We investigate the usability aspect of the tool by involving real stakeholders (system designers, product owners) to apply the methodology into their IoT systems using the tool.
Successfully applying the methodology to several real systems by the stakeholders shows the validity of our methodology. The evaluation shows that the concept of security classification is simple and is applicable in the several stages of the System Development Life Cycle (SDLC).
Furthermore, we see the opportunity for our methodology to be extensively used in building secure system. Thus, future work involves the investigation towards integration of the security classification methodology with the system development life cycle, especially with DevSecOps cycle.
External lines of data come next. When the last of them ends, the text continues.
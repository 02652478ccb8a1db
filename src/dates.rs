//! Calendar-date wire format (`YYYY-MM-DD`) shared by every resource.

use time::{format_description::FormatItem, macros::format_description, Date};

pub const ISO_DATE: &[FormatItem<'static>] = format_description!("[year]-[month]-[day]");

pub fn parse_date(raw: &str) -> Option<Date> {
    Date::parse(raw.trim(), ISO_DATE).ok()
}

pub fn format_date(date: Date) -> String {
    // ISO_DATE only has date components, formatting a Date cannot fail.
    date.format(ISO_DATE).unwrap_or_default()
}

/// `#[serde(with = "crate::dates::iso_date")]`
pub mod iso_date {
    use serde::{de::Error, Deserialize, Deserializer, Serializer};
    use time::Date;

    pub fn serialize<S: Serializer>(date: &Date, s: S) -> Result<S::Ok, S::Error> {
        s.serialize_str(&super::format_date(*date))
    }

    pub fn deserialize<'de, D: Deserializer<'de>>(d: D) -> Result<Date, D::Error> {
        let raw = String::deserialize(d)?;
        super::parse_date(&raw).ok_or_else(|| D::Error::custom(format!("invalid date {raw:?}")))
    }

    pub mod option {
        use serde::{Deserialize, Deserializer, Serializer};
        use time::Date;

        pub fn serialize<S: Serializer>(date: &Option<Date>, s: S) -> Result<S::Ok, S::Error> {
            match date {
                Some(d) => super::serialize(d, s),
                None => s.serialize_none(),
            }
        }

        pub fn deserialize<'de, D: Deserializer<'de>>(d: D) -> Result<Option<Date>, D::Error> {
            #[derive(Deserialize)]
            struct Wrap(#[serde(with = "super")] Date);
            Ok(Option::<Wrap>::deserialize(d)?.map(|Wrap(date)| date))
        }
    }
}

#[cfg(test)]
mod tests {
    use super::*;
    use time::macros::date;

    #[test]
    fn parses_and_formats_iso_dates() {
        assert_eq!(parse_date("2024-01-10"), Some(date!(2024 - 01 - 10)));
        assert_eq!(parse_date(" 2024-01-10 "), Some(date!(2024 - 01 - 10)));
        assert_eq!(format_date(date!(2024 - 03 - 05)), "2024-03-05");
    }

    #[test]
    fn rejects_non_dates() {
        assert_eq!(parse_date(""), None);
        assert_eq!(parse_date("2024-02-30"), None);
        assert_eq!(parse_date("10/01/2024"), None);
    }

    #[test]
    fn serde_roundtrip_for_optional_date() {
        #[derive(serde::Serialize, serde::Deserialize, PartialEq, Debug)]
        struct T {
            #[serde(with = "iso_date::option", default)]
            d: Option<Date>,
        }
        let json = serde_json::to_string(&T { d: Some(date!(2024 - 06 - 01)) }).unwrap();
        assert_eq!(json, r#"{"d":"2024-06-01"}"#);
        let back: T = serde_json::from_str(r#"{"d":null}"#).unwrap();
        assert_eq!(back, T { d: None });
        let missing: T = serde_json::from_str("{}").unwrap();
        assert_eq!(missing, T { d: None });
    }
}
//! # charity-ingest
//!
//! Acquires the charity-register datasets published by the three UK
//! regulators — England & Wales, Scotland, and Northern Ireland — and
//! normalizes them into a uniform CSV corpus on disk, plus provisions the
//! search-index schema the corpus is loaded into.
//!
//! The regulators publish in heterogeneous formats: plain CSV over HTTP,
//! CSV behind an accept-terms form submission, and a ZIP of legacy BCP
//! bulk extracts discovered by scraping a data page. The [`pipeline`]
//! module sequences one fetch–extract–decode–persist pass per source; the
//! [`bcp`] module holds the byte-level decoder that turns a bulk extract
//! into rows.
//!
//! ## Quick start
//!
//! ```no_run
//! use charity_ingest::{config::FetchConfig, pipeline::Pipeline, sources};
//!
//! #[tokio::main]
//! async fn main() -> Result<(), Box<dyn std::error::Error>> {
//!     let config = FetchConfig::default();
//!     let registry = sources::registry(&config)?;
//!     let pipeline = Pipeline::new(&config.folder)?;
//!     let summary = pipeline.run(&registry).await?;
//!     for name in summary.failed_sources() {
//!         eprintln!("source failed: {name}");
//!     }
//!     Ok(())
//! }
//! ```

#![warn(missing_docs)]
#![warn(clippy::all)]
#![warn(clippy::unwrap_used)]
#![warn(clippy::expect_used)]

/// ZIP payload extraction
pub mod archive;
/// Legacy BCP bulk-export decoder
pub mod bcp;
/// Run configuration and regulator endpoints
pub mod config;
/// Error types
pub mod error;
/// Source fetchers (direct, form submission, scrape-then-download)
pub mod fetch;
/// Search-index schema provisioning
pub mod index;
/// Pipeline orchestrator
pub mod pipeline;
/// Source descriptors and the built-in registry
pub mod sources;

// Re-export commonly used types
pub use archive::ArchiveEntry;
pub use config::{FetchConfig, IndexConfig};
pub use error::{Error, Result};
pub use fetch::Fetcher;
pub use index::{IndexDefinition, IndexStore};
pub use pipeline::{Outcome, Pipeline, RunSummary};
pub use sources::{FetchStrategy, OutputKind, SourceDescriptor};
This would, encourage a goal based secure system development and the possibility system security class being dynamic.
A main contribution of the project is proposing the security classification methodology (LightSC). In contrast to current approaches which are considered heavy-weight, the LightSC methodology is light-weight that can guide system engineers or designers to take cybersecurity decisions. The LightSC methodology is tailored towards non-security experts who can select appropriate connectivity and protection mechanisms in the design time. This reduces the cost of frequent patches and enhancement to fix the vulnerabilities. In the LightSC method, one can specify the belief and uncertainty (confidence parameter) in each claim based on the evidence available. Based on individual beliefs, the overall belief in the evaluation is calculated. Because our methodology aims to reduce the dependency of security, we see the opportunities for our methodology to be extensively used in secure system development, in particular in the devsecops cycle.
The Internet of Things (IoT) is the network of physical devices that embed sensors, electronics, software, and network connectivity that enables them to collect and exchange data about their operation and environment, and be remotely controlled.
IoT supports emerging applications such as intelligent transportation, smart homes, smart cities, and smart power grids, where this project is placed.
Data created by IoT-enabled devices in the home, at work, or while moving, generates however security and privacy challenges. These challenges are often related to physical access security, communication network security, and big data security. The privacy aspects are often of a totally new nature, especially in the smart grid.
The proposed project will be central in the ongoing development of the envisaged Smart Grid Security Centre. This novel Centre is planned in conjunction with NCE Smart Energy Markets (an umbrella organization where eSmart Systems is also member) and Energy Informatics at UiO. The Centre will address the security, dependability, and privacy concerns and requirements of our clients and their customers.
This industrial PhD project will investigate measurable security for a reliable and efficient, uninterrupted power network with dynamic configuration and security properties. It will address also business and end-user needs by exploring use cases for value-added IoT services.